Required action: Check every line below, and copy those that include "entries".
:: Data provided ::
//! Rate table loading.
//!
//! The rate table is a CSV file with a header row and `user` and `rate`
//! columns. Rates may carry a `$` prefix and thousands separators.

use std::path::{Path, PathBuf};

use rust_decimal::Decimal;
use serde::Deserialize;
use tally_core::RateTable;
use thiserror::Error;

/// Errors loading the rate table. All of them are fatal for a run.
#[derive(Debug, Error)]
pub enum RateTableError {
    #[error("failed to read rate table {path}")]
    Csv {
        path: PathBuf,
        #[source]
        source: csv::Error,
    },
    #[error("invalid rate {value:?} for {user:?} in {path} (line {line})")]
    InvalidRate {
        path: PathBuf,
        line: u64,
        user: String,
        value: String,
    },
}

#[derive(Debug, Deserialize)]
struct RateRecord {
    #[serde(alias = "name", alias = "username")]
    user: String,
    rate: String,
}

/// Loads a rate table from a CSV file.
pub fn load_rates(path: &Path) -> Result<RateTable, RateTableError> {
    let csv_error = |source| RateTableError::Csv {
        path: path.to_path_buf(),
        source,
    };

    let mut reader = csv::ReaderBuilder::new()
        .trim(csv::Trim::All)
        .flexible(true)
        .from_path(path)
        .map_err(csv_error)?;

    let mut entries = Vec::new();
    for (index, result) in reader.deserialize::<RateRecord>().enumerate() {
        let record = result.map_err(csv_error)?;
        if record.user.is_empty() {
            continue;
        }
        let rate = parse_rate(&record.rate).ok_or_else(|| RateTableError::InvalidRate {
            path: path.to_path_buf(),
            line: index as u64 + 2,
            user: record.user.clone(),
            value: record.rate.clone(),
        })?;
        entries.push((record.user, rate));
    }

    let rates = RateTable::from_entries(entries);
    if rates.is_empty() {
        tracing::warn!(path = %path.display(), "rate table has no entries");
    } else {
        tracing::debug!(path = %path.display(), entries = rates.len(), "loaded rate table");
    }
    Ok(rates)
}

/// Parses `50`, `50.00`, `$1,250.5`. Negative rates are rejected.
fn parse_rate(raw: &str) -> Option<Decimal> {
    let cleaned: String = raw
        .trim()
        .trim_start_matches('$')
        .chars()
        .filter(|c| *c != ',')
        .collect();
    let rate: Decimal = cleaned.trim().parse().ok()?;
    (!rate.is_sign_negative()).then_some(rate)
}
:::
Response box:
    let mut entries = Vec::new();
        entries.push((record.user, rate));
    let rates = RateTable::from_entries(entries);
        tracing::warn!(path = %path.display(), "rate table has no entries");
        tracing::debug!(path = %path.display(), entries = rates.len(), "loaded rate table");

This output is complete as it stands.